Assessment of left ventricular diastolic suction in dogs using wave-intensity analysis

Abstract

Two apparently different types of mechanisms have emerged to explain diastolic suction (DS), that property of the left ventricle (LV) that tends to cause it to refill itself during early diastole independent of any force from the left atrium (LA). By means of the first mechanism, DS depends on decreased elastance [e.g., the relaxation time constant (τ)] and, by the second, end-systolic volume (V_LVES). We used wave-intensity analysis (WIA) to measure the total energy transported by the backward expansion wave ( I_W−) during LV relaxation in an attempt to reconcile these mechanisms. In six anesthetized, open-chest dogs, we measured aortic, LV (P_LV), LA (P_LA), and pericardial pressures and LV volume by orthogonal ultrasonic crystals. Mitral velocity was measured by Doppler echocardiography, and aortic velocity was measured by an ultrasonic flow probe. Heart rate was controlled by pacing, V_LVES by volume loading, and τ by isoproterenol or esmolol administration.
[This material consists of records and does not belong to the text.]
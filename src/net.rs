//! 连接使用的传输层。
//!
//! [`Context`](crate::Context) 只通过 [`Transport`] 这个小接口读写字节，因此既可以跑在真实的套接字上，也可以跑在
//! 测试用的内存脚本上。套接字的建立、超时和 keepalive 等选项由 [`SocketTransport`] 基于 `socket2` 实现。
use crate::context::Options;
use crate::{Error, ErrorKind};

use socket2::{Domain, Protocol, SockAddr, Socket, TcpKeepalive, Type};
use std::fmt;
use std::io::{self, Read, Write};
use std::net::{Shutdown, SocketAddr, ToSocketAddrs};
use std::path::PathBuf;
use std::time::Duration;
use tracing::debug;

/// 双向字节流。
///
/// `read` 和 `write` 的语义与 `std::io` 相同：非阻塞模式下没有数据时返回 `WouldBlock`，`read` 返回 0 表示对端关闭。
/// 可选的套接字选项默认返回 `Unsupported`。
pub trait Transport: Send {
    fn read(&mut self, buf: &mut [u8]) -> io::Result<usize>;

    fn write(&mut self, buf: &[u8]) -> io::Result<usize>;

    fn close(&mut self) -> io::Result<()> {
        Ok(())
    }

    /// 设置读写超时，`None` 表示不超时
    fn set_timeout(&mut self, _timeout: Option<Duration>) -> io::Result<()> {
        Err(unsupported("timeouts"))
    }

    fn set_keepalive(&mut self, _interval: Duration) -> io::Result<()> {
        Err(unsupported("keepalive"))
    }

    fn set_tcp_user_timeout(&mut self, _timeout: Duration) -> io::Result<()> {
        Err(unsupported("TCP user timeout"))
    }

    /// 非阻塞连接是否已经完成
    fn connect_done(&mut self) -> io::Result<bool> {
        Ok(true)
    }
}

fn unsupported(what: &str) -> io::Error {
    io::Error::new(
        io::ErrorKind::Unsupported,
        format!("{} not supported by this transport", what),
    )
}

/// 连接的目标地址，重连时会再次使用。
#[derive(Debug, Clone, PartialEq, Eq)]
pub enum Endpoint {
    Tcp {
        host: String,
        port: u16,
        /// 连接前绑定的本地地址
        source_addr: Option<String>,
    },
    Unix(PathBuf),
}

impl Endpoint {
    pub fn tcp(host: impl Into<String>, port: u16) -> Endpoint {
        Endpoint::Tcp {
            host: host.into(),
            port,
            source_addr: None,
        }
    }

    pub fn unix(path: impl Into<PathBuf>) -> Endpoint {
        Endpoint::Unix(path.into())
    }
}

impl fmt::Display for Endpoint {
    fn fmt(&self, fmt: &mut fmt::Formatter) -> fmt::Result {
        match self {
            Endpoint::Tcp { host, port, .. } => write!(fmt, "{}:{}", host, port),
            Endpoint::Unix(path) => write!(fmt, "{}", path.display()),
        }
    }
}

/// 基于操作系统套接字的传输。
#[derive(Debug)]
pub struct SocketTransport {
    socket: Socket,
}

impl SocketTransport {
    pub fn new(socket: Socket) -> SocketTransport {
        SocketTransport { socket }
    }

    pub fn socket(&self) -> &Socket {
        &self.socket
    }

    pub fn into_socket(self) -> Socket {
        self.socket
    }
}

impl Transport for SocketTransport {
    fn read(&mut self, buf: &mut [u8]) -> io::Result<usize> {
        self.socket.read(buf)
    }

    fn write(&mut self, buf: &[u8]) -> io::Result<usize> {
        self.socket.write(buf)
    }

    fn close(&mut self) -> io::Result<()> {
        match self.socket.shutdown(Shutdown::Both) {
            Err(err) if err.kind() == io::ErrorKind::NotConnected => Ok(()),
            res => res,
        }
    }

    fn set_timeout(&mut self, timeout: Option<Duration>) -> io::Result<()> {
        // 零时长表示不超时
        let timeout = timeout.filter(|t| !t.is_zero());
        self.socket.set_read_timeout(timeout)?;
        self.socket.set_write_timeout(timeout)
    }

    fn set_keepalive(&mut self, interval: Duration) -> io::Result<()> {
        let keepalive = TcpKeepalive::new().with_time(interval);

        #[cfg(any(target_os = "linux", target_os = "android"))]
        let keepalive = keepalive
            .with_interval((interval / 3).max(Duration::from_secs(1)))
            .with_retries(3);

        self.socket.set_tcp_keepalive(&keepalive)
    }

    #[cfg(any(target_os = "linux", target_os = "android"))]
    fn set_tcp_user_timeout(&mut self, timeout: Duration) -> io::Result<()> {
        self.socket.set_tcp_user_timeout(Some(timeout))
    }

    fn connect_done(&mut self) -> io::Result<bool> {
        if let Some(err) = self.socket.take_error()? {
            return Err(err);
        }

        match self.socket.peer_addr() {
            Ok(_) => Ok(true),
            Err(err) if err.kind() == io::ErrorKind::NotConnected => Ok(false),
            Err(err) => Err(err),
        }
    }
}

/// 按 `options` 建立到 `endpoint` 的连接。
///
/// 返回的布尔值表示连接是否已经完成；非阻塞模式下连接可能仍在进行中。
pub(crate) fn connect(endpoint: &Endpoint, options: &Options) -> Result<(SocketTransport, bool), Error> {
    match endpoint {
        Endpoint::Tcp {
            host,
            port,
            source_addr,
        } => connect_tcp(host, *port, source_addr.as_deref(), options),
        Endpoint::Unix(path) => {
            let socket = Socket::new(Domain::UNIX, Type::STREAM, None)?;
            let addr = SockAddr::unix(path)?;
            let connected = start_connect(&socket, &addr, options)?;
            Ok((SocketTransport::new(socket), connected))
        }
    }
}

fn connect_tcp(
    host: &str,
    port: u16,
    source_addr: Option<&str>,
    options: &Options,
) -> Result<(SocketTransport, bool), Error> {
    let mut addrs: Vec<SocketAddr> = (host, port)
        .to_socket_addrs()
        .map_err(|err| Error::new(ErrorKind::Other, format!("Can't resolve {}: {}", host, err)))?
        .collect();

    order_addrs(&mut addrs, options);

    let mut last_err = None;

    for addr in addrs {
        match connect_addr(addr, source_addr, options) {
            Ok(res) => return Ok(res),
            Err(err) => {
                debug!(%addr, cause = %err, "connect attempt failed");
                last_err = Some(err);
            }
        }
    }

    Err(last_err
        .unwrap_or_else(|| Error::new(ErrorKind::Other, format!("Can't resolve {}", host))))
}

/// 只设置了一种偏好时，把该地址族排到前面，另一种作为后备；同族地址保持解析顺序
fn order_addrs(addrs: &mut [SocketAddr], options: &Options) {
    if options.prefer_ipv4 && !options.prefer_ipv6 {
        addrs.sort_by_key(|addr| !addr.is_ipv4());
    } else if options.prefer_ipv6 && !options.prefer_ipv4 {
        addrs.sort_by_key(|addr| !addr.is_ipv6());
    }
}

fn connect_addr(
    addr: SocketAddr,
    source_addr: Option<&str>,
    options: &Options,
) -> Result<(SocketTransport, bool), Error> {
    let socket = Socket::new(Domain::for_address(addr), Type::STREAM, Some(Protocol::TCP))?;

    if options.reuse_addr {
        socket.set_reuse_address(true)?;
    }

    if let Some(source) = source_addr {
        bind_source(&socket, addr, source)?;
    }

    let connected = start_connect(&socket, &SockAddr::from(addr), options)?;
    socket.set_nodelay(true)?;

    Ok((SocketTransport::new(socket), connected))
}

/// 绑定与目标地址同一地址族的源地址
fn bind_source(socket: &Socket, target: SocketAddr, source: &str) -> Result<(), Error> {
    let candidates = (source, 0)
        .to_socket_addrs()
        .map_err(|err| Error::new(ErrorKind::Other, format!("Can't resolve {}: {}", source, err)))?;

    let mut last_err = None;

    for candidate in candidates.filter(|c| c.is_ipv4() == target.is_ipv4()) {
        match socket.bind(&SockAddr::from(candidate)) {
            Ok(()) => return Ok(()),
            Err(err) => last_err = Some(err),
        }
    }

    let cause = match last_err {
        Some(err) => err.to_string(),
        None => "no address of the right family".to_string(),
    };

    Err(Error::new(ErrorKind::Io, format!("Can't bind socket: {}", cause)))
}

fn start_connect(socket: &Socket, addr: &SockAddr, options: &Options) -> Result<bool, Error> {
    if options.nonblocking {
        socket.set_nonblocking(true)?;

        return match socket.connect(addr) {
            Ok(()) => Ok(true),
            Err(err) if in_progress(&err) => Ok(false),
            Err(err) => Err(err.into()),
        };
    }

    match options.connect_timeout.filter(|t| !t.is_zero()) {
        Some(timeout) => socket.connect_timeout(addr, timeout)?,
        None => socket.connect(addr)?,
    }

    Ok(true)
}

fn in_progress(err: &io::Error) -> bool {
    err.kind() == io::ErrorKind::WouldBlock
        || matches!(err.raw_os_error(), Some(libc::EINPROGRESS) | Some(libc::EAGAIN))
}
I_W− was found to be inversely related to τ and V_LVES. Our measure of DS, the energy remaining after mitral valve opening, I_W−DS, was also found to be inversely related to τ and V_LVES and was ∼10% of the total “aspirating” energy generated by LV relaxation (i.e., I_W−). The size of the Doppler (early filling) E wave depended on I_W−DS in addition to I_W+, the energy associated with LA decompression. We conclude that the energy of the backward-going wave generated by the LV during relaxation depends on both the rate at which elastance decreases (i.e., τ) and V_LVES. WIA provides a new approach for assessing DS and reconciles those two previously proposed mechanisms. The E wave depends on DS in addition to LA decompression.